The optimal systemic therapy for metastatic HLRCC-associated RCC has not yet been identified owing to the low incidence rate of this cancer. In our case, we selected ICI combination therapy as the first-line treatment. A few case reports have demonstrated the efficacy of ICI and/or TKI treatment [5–7]. However, Xu et al. recently reported the ICI plus TKI combination therapy was associated with favorable overall survival in a multicenter retrospective study of 77 cases of FH-deficient RCC, including HLRCC [4]. Conventionally, although histopathological findings of HLRCC-associated RCC include papillary RCC, in practice, many histological types of RCC have been reported [2]. In the future, although further studies are needed to clarify the optimal therapy for HLRCC-associated RCC, systemic therapy focused on the histopathology or germline mutations of the disease, such as poly ADP (ribose) polymerase inhibitors, will be selected.

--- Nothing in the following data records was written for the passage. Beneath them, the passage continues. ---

//! OS-level process plumbing with no pipeline dependencies.

pub mod bider;
pub mod instance_lock;

pub use bider::ProcessBider;
pub use instance_lock::InstanceLock;
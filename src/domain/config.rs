//! CLIFp's own tunables.
//!
//! Distinct from the archive install's settings: these knobs control the
//! pipeline itself and load from `clifp.yaml` next to the binary with
//! `CLIFP_*` environment overrides.

use serde::{Deserialize, Serialize};

/// Process bider knobs.
#[derive(Debug, Clone, PartialEq, Eq, Serialize, Deserialize)]
#[serde(default)]
pub struct BiderConfig {
    /// How often to poll for the watched process, in milliseconds.
    pub poll_rate_ms: u64,
    /// How long a process has to appear before the bide gives up.
    pub respawn_grace_ms: u64,
}

impl Default for BiderConfig {
    fn default() -> Self {
        Self {
            poll_rate_ms: 500,
            respawn_grace_ms: 30_000,
        }
    }
}

/// Network timeouts.
#[derive(Debug, Clone, PartialEq, Eq, Serialize, Deserialize)]
#[serde(default)]
pub struct NetConfig {
    /// Operation-wide idle timeout for HTTP transfers.
    pub transfer_timeout_ms: u64,
    /// Per-command round-trip timeout for QMP sessions.
    pub qmp_timeout_ms: u64,
}

impl Default for NetConfig {
    fn default() -> Self {
        Self {
            transfer_timeout_ms: 30_000,
            qmp_timeout_ms: 5_000,
        }
    }
}

/// Log retention knobs.
#[derive(Debug, Clone, PartialEq, Eq, Serialize, Deserialize)]
#[serde(default)]
pub struct LogConfig {
    /// Historical log files kept before pruning.
    pub retention: usize,
}

impl Default for LogConfig {
    fn default() -> Self {
        Self { retention: 50 }
    }
}

/// Update source knobs.
#[derive(Debug, Clone, PartialEq, Eq, Serialize, Deserialize)]
#[serde(default)]
pub struct UpdateConfig {
    /// Latest-release endpoint queried by the `update` command.
    pub release_api_url: String,
}

impl Default for UpdateConfig {
    fn default() -> Self {
        Self {
            release_api_url: "https://api.github.com/repos/oblivioncth/CLIFp/releases/latest"
                .to_string(),
        }
    }
}

/// Root configuration document.
#[derive(Debug, Clone, Default, PartialEq, Serialize, Deserialize)]
#[serde(default)]
pub struct ClifpConfig {
    pub bider: BiderConfig,
    pub net: NetConfig,
    pub log: LogConfig,
    pub update: UpdateConfig,
}
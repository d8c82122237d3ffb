//! Models for the archive install's JSON settings files.
//!
//! `services.json` declares the background helpers the launcher runs,
//! `preferences.json` carries user paths and data pack sourcing, and the
//! launcher's `config.json` decides whether a server is started at all.
//! All path fields may contain the `<fpPath>` macro, resolved by the install.

use serde::{Deserialize, Serialize};
use std::collections::HashMap;

/// Macro expanded to the install root inside settings path fields.
pub const MACRO_FP_PATH: &str = "<fpPath>";

/// A long-lived background helper (web server, router, emulator).
#[derive(Debug, Clone, PartialEq, Eq, Serialize, Deserialize)]
#[serde(rename_all = "camelCase")]
pub struct ServerDaemon {
    pub name: String,
    pub path: String,
    pub filename: String,
    #[serde(default)]
    pub arguments: Vec<String>,
    /// Whether the process must be force-killed rather than asked to stop.
    #[serde(default)]
    pub kill: bool,
}

impl ServerDaemon {
    /// Program path relative to the install root.
    pub fn program(&self) -> String {
        if self.path.is_empty() {
            self.filename.clone()
        } else {
            format!("{}/{}", self.path.trim_end_matches('/'), self.filename)
        }
    }
}

/// A one-shot start or stop step.
#[derive(Debug, Clone, PartialEq, Eq, Hash, Serialize, Deserialize)]
#[serde(rename_all = "camelCase")]
pub struct StartStop {
    pub path: String,
    pub filename: String,
    #[serde(default)]
    pub arguments: Vec<String>,
}

impl StartStop {
    pub fn program(&self) -> String {
        if self.path.is_empty() {
            self.filename.clone()
        } else {
            format!("{}/{}", self.path.trim_end_matches('/'), self.filename)
        }
    }
}

/// Parsed `services.json`.
#[derive(Debug, Clone, Default, PartialEq, Serialize, Deserialize)]
#[serde(rename_all = "camelCase", default)]
pub struct Services {
    pub server: HashMap<String, ServerDaemon>,
    pub daemon: HashMap<String, ServerDaemon>,
    pub start: Vec<StartStop>,
    pub stop: Vec<StartStop>,
}

/// Parsed launcher `config.json` (the subset consumed here).
#[derive(Debug, Clone, Default, PartialEq, Serialize, Deserialize)]
#[serde(rename_all = "camelCase", default)]
pub struct LauncherConfig {
    pub start_server: bool,
    pub server: String,
}

/// One enabled entry of the preferences app path override table.
#[derive(Debug, Clone, PartialEq, Eq, Serialize, Deserialize)]
#[serde(rename_all = "camelCase")]
pub struct AppPathOverride {
    pub path: String,
    #[serde(rename = "override")]
    pub override_path: String,
    #[serde(default)]
    pub enabled: bool,
}

/// A remote source data packs can be fetched from.
#[derive(Debug, Clone, PartialEq, Eq, Serialize, Deserialize)]
#[serde(rename_all = "camelCase")]
pub struct GameDataSource {
    pub name: String,
    pub arguments: Vec<String>,
}

impl GameDataSource {
    /// The source's base URL (first argument by convention).
    pub fn base_url(&self) -> Option<&str> {
        self.arguments.first().map(String::as_str)
    }
}

/// Parsed `preferences.json` (the subset consumed here).
#[derive(Debug, Clone, Default, PartialEq, Serialize, Deserialize)]
#[serde(rename_all = "camelCase", default)]
pub struct Preferences {
    pub data_packs_folder_path: String,
    pub image_folder_path: String,
    pub json_folder_path: String,
    pub on_demand_images: bool,
    pub on_demand_base_url: String,
    pub app_path_overrides: Vec<AppPathOverride>,
    pub game_data_sources: Vec<GameDataSource>,
    pub server: String,
}

/// Background daemon flavors the pipeline knows how to mount against.
#[derive(Debug, Clone, Copy, PartialEq, Eq, Hash)]
pub enum KnownDaemon {
    Docker,
    Qemu,
    FpProxy,
    FpGameServer,
}

impl KnownDaemon {
    /// Classify a daemon/server definition by its name.
    pub fn identify(name: &str) -> Option<Self> {
        let lower = name.to_lowercase();
        if lower.contains("docker") {
            Some(Self::Docker)
        } else if lower.contains("qemu") {
            Some(Self::Qemu)
        } else if lower.contains("proxy") {
            Some(Self::FpProxy)
        } else if lower.contains("game server") || lower.contains("gameserver") {
            Some(Self::FpGameServer)
        } else {
            None
        }
    }

    pub fn as_str(&self) -> &'static str {
        match self {
            Self::Docker => "docker",
            Self::Qemu => "qemu",
            Self::FpProxy => "fp-proxy",
            Self::FpGameServer => "fp-game-server",
        }
    }
}

impl std::fmt::Display for KnownDaemon {
    fn fmt(&self, f: &mut std::fmt::Formatter<'_>) -> std::fmt::Result {
        f.write_str(self.as_str())
    }
}
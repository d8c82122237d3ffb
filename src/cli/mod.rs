//! CLI layer: argument surface, subcommand implementations, and the console
//! frontend that renders directives.

pub mod commands;
pub mod frontend;
pub mod types;

pub use types::{Cli, CommandArgs};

The FH mutation in this case was thought to have been inherited from the patient’s mother because there was a high incidence of UL on the maternal side and because the patient’s maternal aunts also had kidney disease. Therefore, screening for the early detection and treatment of renal cancer may be necessary for the children of the patient’s maternal aunts as well. In the future, we would like to proactively contact such families, provide information, and perform preventive screening if possible. When FH mutations are identified, it is important to reach a definitive diagnosis and to thoroughly investigate blood relatives from the perspective of preventive medicine as part of the treatment of hereditary tumors.
In conclusion, we report a patient with HLRCC-associated RCC treated with IPI plus NIVO combination, CABO, AXI, and rechallenge NIVO. We also created a new family tree for FH mutations.
Conflict of interest
The authors declare no conflicts of interest.
Approval of the research protocol by the Institutional Review Board (IRB)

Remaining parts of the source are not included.